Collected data
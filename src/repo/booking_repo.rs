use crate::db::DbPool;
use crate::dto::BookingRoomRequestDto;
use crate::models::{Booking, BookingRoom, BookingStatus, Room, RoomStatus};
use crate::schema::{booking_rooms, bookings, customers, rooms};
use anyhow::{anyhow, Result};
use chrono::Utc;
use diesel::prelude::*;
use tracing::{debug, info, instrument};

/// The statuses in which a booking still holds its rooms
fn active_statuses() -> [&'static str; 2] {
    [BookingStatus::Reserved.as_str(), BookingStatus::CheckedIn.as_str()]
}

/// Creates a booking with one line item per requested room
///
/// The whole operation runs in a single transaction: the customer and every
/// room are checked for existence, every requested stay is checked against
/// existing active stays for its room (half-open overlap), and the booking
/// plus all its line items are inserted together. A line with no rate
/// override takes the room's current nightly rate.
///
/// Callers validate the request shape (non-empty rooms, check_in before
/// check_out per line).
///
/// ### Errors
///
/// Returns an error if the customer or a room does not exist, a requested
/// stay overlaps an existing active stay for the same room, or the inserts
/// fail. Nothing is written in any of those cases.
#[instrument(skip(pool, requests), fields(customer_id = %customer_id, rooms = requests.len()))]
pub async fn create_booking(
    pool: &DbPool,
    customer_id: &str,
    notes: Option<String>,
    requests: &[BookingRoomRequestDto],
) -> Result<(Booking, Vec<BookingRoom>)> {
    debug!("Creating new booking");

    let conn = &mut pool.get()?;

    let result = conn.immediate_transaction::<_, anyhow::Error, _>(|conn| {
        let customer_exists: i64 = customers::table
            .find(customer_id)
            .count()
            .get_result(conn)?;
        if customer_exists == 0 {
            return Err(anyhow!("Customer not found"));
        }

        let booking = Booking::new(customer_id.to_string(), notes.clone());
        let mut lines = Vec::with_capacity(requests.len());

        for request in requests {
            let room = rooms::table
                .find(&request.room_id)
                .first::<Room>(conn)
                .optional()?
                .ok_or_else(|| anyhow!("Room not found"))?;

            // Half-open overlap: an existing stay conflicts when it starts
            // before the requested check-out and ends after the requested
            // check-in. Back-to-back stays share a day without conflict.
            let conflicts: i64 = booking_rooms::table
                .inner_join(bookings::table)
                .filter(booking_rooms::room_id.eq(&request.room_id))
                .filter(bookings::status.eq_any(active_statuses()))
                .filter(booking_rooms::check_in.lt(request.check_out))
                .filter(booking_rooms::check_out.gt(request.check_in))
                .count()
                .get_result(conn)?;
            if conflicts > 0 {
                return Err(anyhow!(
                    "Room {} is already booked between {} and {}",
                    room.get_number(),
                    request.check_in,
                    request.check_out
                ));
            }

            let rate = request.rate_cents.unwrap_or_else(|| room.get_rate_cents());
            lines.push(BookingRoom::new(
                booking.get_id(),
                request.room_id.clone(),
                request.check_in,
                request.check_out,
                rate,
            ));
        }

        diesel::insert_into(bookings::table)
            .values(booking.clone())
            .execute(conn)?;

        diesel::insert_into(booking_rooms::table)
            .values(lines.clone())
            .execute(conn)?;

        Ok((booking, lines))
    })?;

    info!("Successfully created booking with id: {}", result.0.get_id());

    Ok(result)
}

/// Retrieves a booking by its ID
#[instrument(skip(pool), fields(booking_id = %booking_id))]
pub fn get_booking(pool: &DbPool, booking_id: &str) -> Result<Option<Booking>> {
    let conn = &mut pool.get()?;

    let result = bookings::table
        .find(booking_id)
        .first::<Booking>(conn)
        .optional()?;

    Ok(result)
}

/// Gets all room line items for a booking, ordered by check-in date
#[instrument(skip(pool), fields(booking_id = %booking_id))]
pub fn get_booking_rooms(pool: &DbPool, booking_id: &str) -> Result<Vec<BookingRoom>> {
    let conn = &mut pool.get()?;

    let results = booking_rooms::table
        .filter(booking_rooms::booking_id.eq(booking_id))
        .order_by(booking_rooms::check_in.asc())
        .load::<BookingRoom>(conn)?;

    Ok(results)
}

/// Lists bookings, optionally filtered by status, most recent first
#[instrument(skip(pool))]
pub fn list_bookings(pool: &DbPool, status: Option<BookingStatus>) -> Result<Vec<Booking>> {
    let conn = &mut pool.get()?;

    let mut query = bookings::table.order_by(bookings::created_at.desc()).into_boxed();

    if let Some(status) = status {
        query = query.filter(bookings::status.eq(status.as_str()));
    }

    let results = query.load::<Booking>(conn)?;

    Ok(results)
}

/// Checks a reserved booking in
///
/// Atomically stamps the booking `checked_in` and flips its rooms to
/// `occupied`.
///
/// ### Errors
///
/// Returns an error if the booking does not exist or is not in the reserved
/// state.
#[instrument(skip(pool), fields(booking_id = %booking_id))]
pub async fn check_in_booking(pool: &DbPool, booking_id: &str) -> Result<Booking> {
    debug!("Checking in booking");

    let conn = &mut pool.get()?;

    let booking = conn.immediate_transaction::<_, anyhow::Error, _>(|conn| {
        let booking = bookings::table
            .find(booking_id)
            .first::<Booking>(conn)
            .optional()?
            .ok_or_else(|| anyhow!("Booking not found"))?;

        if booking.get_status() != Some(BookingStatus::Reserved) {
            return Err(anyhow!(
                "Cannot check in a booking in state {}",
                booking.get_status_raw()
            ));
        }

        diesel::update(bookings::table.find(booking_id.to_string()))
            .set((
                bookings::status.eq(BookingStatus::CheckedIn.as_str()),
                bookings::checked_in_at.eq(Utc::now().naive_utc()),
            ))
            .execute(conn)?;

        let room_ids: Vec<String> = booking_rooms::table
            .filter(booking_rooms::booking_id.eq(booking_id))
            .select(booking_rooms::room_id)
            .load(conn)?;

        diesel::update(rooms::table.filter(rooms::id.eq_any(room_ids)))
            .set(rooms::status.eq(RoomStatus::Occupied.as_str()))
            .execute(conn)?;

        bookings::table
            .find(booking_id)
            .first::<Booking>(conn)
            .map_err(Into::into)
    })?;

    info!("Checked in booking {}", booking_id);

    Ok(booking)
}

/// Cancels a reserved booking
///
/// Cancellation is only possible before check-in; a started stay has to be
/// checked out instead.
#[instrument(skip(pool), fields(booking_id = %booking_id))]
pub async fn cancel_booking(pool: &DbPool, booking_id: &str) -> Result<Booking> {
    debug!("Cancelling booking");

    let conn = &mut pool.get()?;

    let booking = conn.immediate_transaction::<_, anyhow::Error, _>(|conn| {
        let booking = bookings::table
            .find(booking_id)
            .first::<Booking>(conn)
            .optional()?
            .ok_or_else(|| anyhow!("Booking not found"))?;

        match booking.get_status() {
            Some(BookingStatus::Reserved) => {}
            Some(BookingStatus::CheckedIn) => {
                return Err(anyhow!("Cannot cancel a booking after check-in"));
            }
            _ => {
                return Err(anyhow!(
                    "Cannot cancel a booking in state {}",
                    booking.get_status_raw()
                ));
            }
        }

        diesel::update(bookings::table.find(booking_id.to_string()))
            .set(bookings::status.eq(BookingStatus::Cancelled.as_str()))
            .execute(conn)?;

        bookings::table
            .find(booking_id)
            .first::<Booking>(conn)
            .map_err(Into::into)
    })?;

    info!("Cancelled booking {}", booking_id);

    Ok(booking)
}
==
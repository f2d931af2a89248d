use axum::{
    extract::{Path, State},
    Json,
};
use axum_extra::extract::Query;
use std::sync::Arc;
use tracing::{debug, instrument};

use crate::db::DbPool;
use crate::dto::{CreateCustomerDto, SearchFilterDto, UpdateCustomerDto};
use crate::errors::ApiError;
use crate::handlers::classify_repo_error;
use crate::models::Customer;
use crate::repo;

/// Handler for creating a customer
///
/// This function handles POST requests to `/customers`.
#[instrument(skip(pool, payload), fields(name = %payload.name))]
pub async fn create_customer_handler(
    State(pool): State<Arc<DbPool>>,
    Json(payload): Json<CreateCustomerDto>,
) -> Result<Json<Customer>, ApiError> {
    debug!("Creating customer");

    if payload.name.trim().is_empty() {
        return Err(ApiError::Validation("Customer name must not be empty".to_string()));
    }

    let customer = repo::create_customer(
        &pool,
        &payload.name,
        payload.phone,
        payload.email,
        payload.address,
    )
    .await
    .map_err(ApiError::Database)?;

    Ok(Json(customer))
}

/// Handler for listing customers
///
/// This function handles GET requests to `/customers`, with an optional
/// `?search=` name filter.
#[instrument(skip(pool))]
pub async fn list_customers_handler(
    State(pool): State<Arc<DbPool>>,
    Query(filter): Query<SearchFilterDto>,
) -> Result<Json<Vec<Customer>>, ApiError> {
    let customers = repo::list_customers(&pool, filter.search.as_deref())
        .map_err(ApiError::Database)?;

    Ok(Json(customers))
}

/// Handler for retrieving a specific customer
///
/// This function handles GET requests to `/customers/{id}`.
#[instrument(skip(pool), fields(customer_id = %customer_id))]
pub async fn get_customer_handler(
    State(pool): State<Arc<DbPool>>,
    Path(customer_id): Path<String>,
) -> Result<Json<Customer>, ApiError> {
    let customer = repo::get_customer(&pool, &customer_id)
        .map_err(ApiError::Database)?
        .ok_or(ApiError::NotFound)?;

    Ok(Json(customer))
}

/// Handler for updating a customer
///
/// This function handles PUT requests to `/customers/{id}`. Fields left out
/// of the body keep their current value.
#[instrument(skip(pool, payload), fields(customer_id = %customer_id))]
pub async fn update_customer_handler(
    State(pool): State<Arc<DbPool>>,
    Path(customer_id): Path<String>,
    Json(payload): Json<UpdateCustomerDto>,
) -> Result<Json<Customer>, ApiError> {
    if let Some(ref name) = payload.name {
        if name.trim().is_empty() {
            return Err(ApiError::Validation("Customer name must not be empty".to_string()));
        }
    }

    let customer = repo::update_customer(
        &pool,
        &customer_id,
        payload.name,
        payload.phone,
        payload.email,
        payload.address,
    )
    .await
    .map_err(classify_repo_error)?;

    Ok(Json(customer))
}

→ Exercise: Please find how many lines of the entries above include the string "crate", giving the number and nothing else.

→ Result for this task: 10